A week later, Ms. Ilunga gave birth to a girl, Selah, at home, and Ms. Jean-Baptiste skillfully extracted the blood from the umbilical cord, so the stem cells could be frozen in case they are needed someday. She taped a vial of ammonia to the bathroom door, to be opened if Ms. Ilunga felt faint, and then tenderly kissed the new parents goodbye.
There is some evidence that the emotional support provided by midwives leads to a lesser need for medical intervention, according to a study comparing birthing centers and traditional physician care published in the American Journal of Public Health in June 2003.
The study of 3,000 low-risk, low-income women found that the outcomes were equally safe for mothers and babies regardless of who delivered the baby, but that birthing centers had a greater number of normal vaginal deliveries and administered less epidural anesthesia.
In New York City, the number of babies born at home, including accidental births, dropped to 443 in 2003 from 750 in 1996, according to the City Health Department. Statewide, the number of babies born at home dropped to 1,295 in 2003 from 1,776 in 1993, according to the state.
Counting all births attended by midwives, regardless of the setting, the number is rising statewide but shrinking in New York City, where midwives helped with 11,469 births in 2003, down from 15,198 in 1996. Statewide, midwives attended 25,838 births, or 10 percent of all births, in 2003, up from 19,994, or 7 percent of all births, in 1993.
Several midwives said the decline of midwife-assisted births in New York City might reflect the practice in some hospitals of having midwives manage the labor, but doctors come in at the last moment to deliver the baby, sign the birth certificate and submit the bill. Managed care has also put financial pressure on hospitals to have doctors, rather than midwives, attend births, said Laura Zeidenstein, director of the nurse-midwifery program at the Columbia University School of Nursing, which celebrated its 50th year last month.
Just before midnight on a Friday in May, Ms. Müller gave birth to an 8-pound 3-ounce boy, Sascha, with nothing stronger than olive oil to ease his passage. By the time the baby came, her son Misha had fallen asleep on the couch.

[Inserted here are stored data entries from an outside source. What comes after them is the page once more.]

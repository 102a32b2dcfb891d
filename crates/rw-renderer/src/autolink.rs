//! Bare URL, `www.` and email detection in plain text.
//!
//! Each finder is called with the text of an inline run and the offset of a
//! trigger byte (`w` for [`www`], `@` for [`email`], `:` for [`url`]). On a
//! hit it appends the link to `link` and returns a [`Match`] telling the caller
//! how many bytes from `offset` onwards belong to the link, and how many bytes
//! before `offset` (already scanned as plain text) must be taken back.

use rw_buffer::Buffer;

/// Schemes (and scheme-like prefixes) that may be autolinked.
const SAFE_PREFIXES: [&[u8]; 6] = [b"http://", b"https://", b"/", b"#", b"ftp://", b"mailto:"];

/// Autolink detection options.
#[derive(Clone, Copy, Debug, Default, PartialEq, Eq)]
pub struct AutolinkFlags {
    /// Accept domains without a dot (e.g., `http://localhost`).
    pub short_domains: bool,
}

impl AutolinkFlags {
    pub const SHORT_DOMAINS: Self = Self {
        short_domains: true,
    };
}

/// A located link.
#[derive(Clone, Copy, Debug, PartialEq, Eq)]
pub struct Match {
    /// Bytes consumed starting at the trigger offset.
    pub len: usize,
    /// Bytes before the trigger offset that are part of the link.
    pub rewind: usize,
}

/// Whether `url` starts with a scheme that is safe to link to.
///
/// The prefix must be followed by at least one alphanumeric byte.
#[must_use]
pub fn is_safe(url: &[u8]) -> bool {
    SAFE_PREFIXES.iter().any(|prefix| {
        url.len() > prefix.len()
            && url[..prefix.len()].eq_ignore_ascii_case(prefix)
            && url[prefix.len()].is_ascii_alphanumeric()
    })
}

/// Trim trailing punctuation and unbalanced closing brackets from a link.
fn delimit(data: &[u8], mut end: usize) -> usize {
    if let Some(lt) = data[..end].iter().position(|&b| b == b'<') {
        end = lt;
    }

    while end > 0 {
        let last = data[end - 1];
        if b"?!.,:".contains(&last) {
            end -= 1;
        } else if last == b';' {
            // Drop a trailing entity such as `&quot;` as a whole.
            let mut start = end - 1;
            while start > 0 && data[start - 1].is_ascii_alphabetic() {
                start -= 1;
            }
            if start > 0 && start < end - 1 && data[start - 1] == b'&' {
                end = start - 1;
            } else {
                end -= 1;
            }
        } else {
            break;
        }
    }

    if end == 0 {
        return 0;
    }

    let close = data[end - 1];
    let open = match close {
        b'"' => b'"',
        b'\'' => b'\'',
        b')' => b'(',
        b']' => b'[',
        b'}' => b'{',
        _ => return end,
    };

    let (mut opening, mut closing) = (0usize, 0usize);
    for &b in &data[..end] {
        if b == open {
            opening += 1;
        } else if b == close {
            closing += 1;
        }
    }
    if opening != closing {
        end -= 1;
    }
    end
}

/// Length of the domain at the start of `data`, or 0 if there is none.
fn check_domain(data: &[u8], allow_short: bool) -> usize {
    if data.first().is_none_or(|b| !b.is_ascii_alphanumeric()) {
        return 0;
    }

    let mut dots = 0;
    let mut i = 1;
    while i + 1 < data.len() {
        let b = data[i];
        if b == b'.' || b == b':' {
            dots += 1;
        } else if !b.is_ascii_alphanumeric() && b != b'-' {
            break;
        }
        i += 1;
    }

    if allow_short || dots > 0 { i } else { 0 }
}

/// Find a `www.` link starting at `offset`.
///
/// The link must start a word: the preceding byte, if any, has to be
/// whitespace or punctuation.
pub fn www(link: &mut Buffer, text: &[u8], offset: usize, _flags: AutolinkFlags) -> Option<Match> {
    if offset > 0 {
        let prev = text[offset - 1];
        if !prev.is_ascii_punctuation() && !prev.is_ascii_whitespace() {
            return None;
        }
    }

    let data = &text[offset..];
    if !data.starts_with(b"www.") {
        return None;
    }

    let mut end = check_domain(data, false);
    if end == 0 {
        return None;
    }
    while end < data.len() && !data[end].is_ascii_whitespace() {
        end += 1;
    }

    let end = delimit(data, end);
    if end == 0 {
        return None;
    }

    link.put(&data[..end]);
    Some(Match { len: end, rewind: 0 })
}

/// Find an email address around the `@` at `offset`.
pub fn email(
    link: &mut Buffer,
    text: &[u8],
    offset: usize,
    _flags: AutolinkFlags,
) -> Option<Match> {
    let rewind = text[..offset]
        .iter()
        .rev()
        .take_while(|&&b| b.is_ascii_alphanumeric() || b".+-_".contains(&b))
        .count();
    if rewind == 0 {
        return None;
    }

    let data = &text[offset..];
    let (mut at_signs, mut dots) = (0, 0);
    let mut end = 0;
    while end < data.len() {
        match data[end] {
            b'@' => at_signs += 1,
            b'.' if end + 1 < data.len() => dots += 1,
            b'-' | b'_' => {}
            b if b.is_ascii_alphanumeric() => {}
            _ => break,
        }
        end += 1;
    }

    if end < 2 || at_signs != 1 || dots == 0 || !data[end - 1].is_ascii_alphabetic() {
        return None;
    }

    let end = delimit(data, end);
    if end == 0 {
        return None;
    }

    link.put(&text[offset - rewind..offset + end]);
    Some(Match { len: end, rewind })
}

/// Find a `scheme://` URL around the `:` at `offset`.
pub fn url(link: &mut Buffer, text: &[u8], offset: usize, flags: AutolinkFlags) -> Option<Match> {
    let data = &text[offset..];
    if data.len() < 4 || data[1] != b'/' || data[2] != b'/' {
        return None;
    }

    let rewind = text[..offset]
        .iter()
        .rev()
        .take_while(|b| b.is_ascii_alphabetic())
        .count();
    if !is_safe(&text[offset - rewind..]) {
        return None;
    }

    let scheme_end = b"://".len();
    let domain = check_domain(&data[scheme_end..], flags.short_domains);
    if domain == 0 {
        return None;
    }

    let mut end = scheme_end + domain;
    while end < data.len() && !data[end].is_ascii_whitespace() {
        end += 1;
    }

    let end = delimit(data, end);
    if end == 0 {
        return None;
    }

    link.put(&text[offset - rewind..offset + end]);
    Some(Match { len: end, rewind })
}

Ms. Bryson examined the placenta and tested the baby's reflexes. She made sure the new mother had a turkey sandwich and flattered the father by saying that his son looked just like him.
She left the apartment at 2:19 a.m. Saturday, more than five hours after arriving. Ms. Müller was already home, calling her mother in Germany to say, in German: "Hello, Mama. It's me Petra. The baby is here. Everything went well."